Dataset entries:
# # # #
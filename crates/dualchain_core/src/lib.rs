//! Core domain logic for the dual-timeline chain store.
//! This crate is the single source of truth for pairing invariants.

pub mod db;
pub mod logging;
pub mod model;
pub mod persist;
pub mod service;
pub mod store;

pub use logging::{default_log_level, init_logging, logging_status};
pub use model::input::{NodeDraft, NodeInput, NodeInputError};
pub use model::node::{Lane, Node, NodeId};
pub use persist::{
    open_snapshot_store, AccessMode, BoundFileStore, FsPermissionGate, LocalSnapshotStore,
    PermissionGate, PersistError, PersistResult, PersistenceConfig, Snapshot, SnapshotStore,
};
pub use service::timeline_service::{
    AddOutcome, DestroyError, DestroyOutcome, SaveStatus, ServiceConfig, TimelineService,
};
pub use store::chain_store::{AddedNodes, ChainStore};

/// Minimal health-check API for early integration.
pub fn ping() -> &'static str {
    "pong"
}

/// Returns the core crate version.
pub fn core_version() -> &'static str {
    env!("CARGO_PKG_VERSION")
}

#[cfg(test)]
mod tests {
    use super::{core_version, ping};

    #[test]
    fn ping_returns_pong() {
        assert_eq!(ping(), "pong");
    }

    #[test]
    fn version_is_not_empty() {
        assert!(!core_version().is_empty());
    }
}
# # # #
**Exercise aim**
All of the records above are to be copied exactly.

**Task answer**
filename crates/dualchain_core/src/lib.rs
//! Core domain logic for the dual-timeline chain store.
//! This crate is the single source of truth for pairing invariants.

pub mod db;
pub mod logging;
pub mod model;
pub mod persist;
pub mod service;
pub mod store;

pub use logging::{default_log_level, init_logging, logging_status};
pub use model::input::{NodeDraft, NodeInput, NodeInputError};
pub use model::node::{Lane, Node, NodeId};
pub use persist::{
    open_snapshot_store, AccessMode, BoundFileStore, FsPermissionGate, LocalSnapshotStore,
    PermissionGate, PersistError, PersistResult, PersistenceConfig, Snapshot, SnapshotStore,
};
pub use service::timeline_service::{
    AddOutcome, DestroyError, DestroyOutcome, SaveStatus, ServiceConfig, TimelineService,
};
pub use store::chain_store::{AddedNodes, ChainStore};

/// Minimal health-check API for early integration.
pub fn ping() -> &'static str {
    "pong"
}

/// Returns the core crate version.
pub fn core_version() -> &'static str {
    env!("CARGO_PKG_VERSION")
}

#[cfg(test)]
mod tests {
    use super::{core_version, ping};

    #[test]
    fn ping_returns_pong() {
        assert_eq!(ping(), "pong");
    }

    #[test]
    fn version_is_not_empty() {
        assert!(!core_version().is_empty());
    }
}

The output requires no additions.